**Records for processing**
------------------------------------------------

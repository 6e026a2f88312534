use bon::Builder;
use chrono::{DateTime, Utc};
use serde::{Deserialize, Serialize};
use uuid::Uuid;

/// 领域事件元数据
///
/// `date_occurred` 仅在构造时确定；`is_published` 由外部分发器在投递成功后置位，
/// 本库自身从不修改它。
#[derive(Builder, Debug, Clone, PartialEq, Eq, Serialize, Deserialize)]
pub struct EventMetadata {
    #[builder(default = Uuid::new_v4())]
    event_id: Uuid,
    #[builder(default = Utc::now())]
    date_occurred: DateTime<Utc>,
    aggregate_id: Uuid,
    #[builder(default)]
    is_published: bool,
}

impl EventMetadata {
    /// 为指定实体创建一份新的事件元数据（新标识、当前时间、未发布）
    pub fn new(aggregate_id: Uuid) -> Self {
        Self::builder().aggregate_id(aggregate_id).build()
    }

    pub fn event_id(&self) -> Uuid {
        self.event_id
    }

    pub fn date_occurred(&self) -> DateTime<Utc> {
        self.date_occurred
    }

    pub fn aggregate_id(&self) -> Uuid {
        self.aggregate_id
    }

    pub fn set_aggregate_id(&mut self, aggregate_id: Uuid) {
        self.aggregate_id = aggregate_id;
    }

    pub fn is_published(&self) -> bool {
        self.is_published
    }

    pub fn set_published(&mut self, published: bool) {
        self.is_published = published;
    }
}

------------------------------------------------

**Requirement**
Your answer should be the lines from the one containing "pub fn event_id(&self)" through the last line of the records, repeated exactly and with nothing added.

**Answer section**
    pub fn event_id(&self) -> Uuid {
        self.event_id
    }

    pub fn date_occurred(&self) -> DateTime<Utc> {
        self.date_occurred
    }

    pub fn aggregate_id(&self) -> Uuid {
        self.aggregate_id
    }

    pub fn set_aggregate_id(&mut self, aggregate_id: Uuid) {
        self.aggregate_id = aggregate_id;
    }

    pub fn is_published(&self) -> bool {
        self.is_published
    }

    pub fn set_published(&mut self, published: bool) {
        self.is_published = published;
    }
}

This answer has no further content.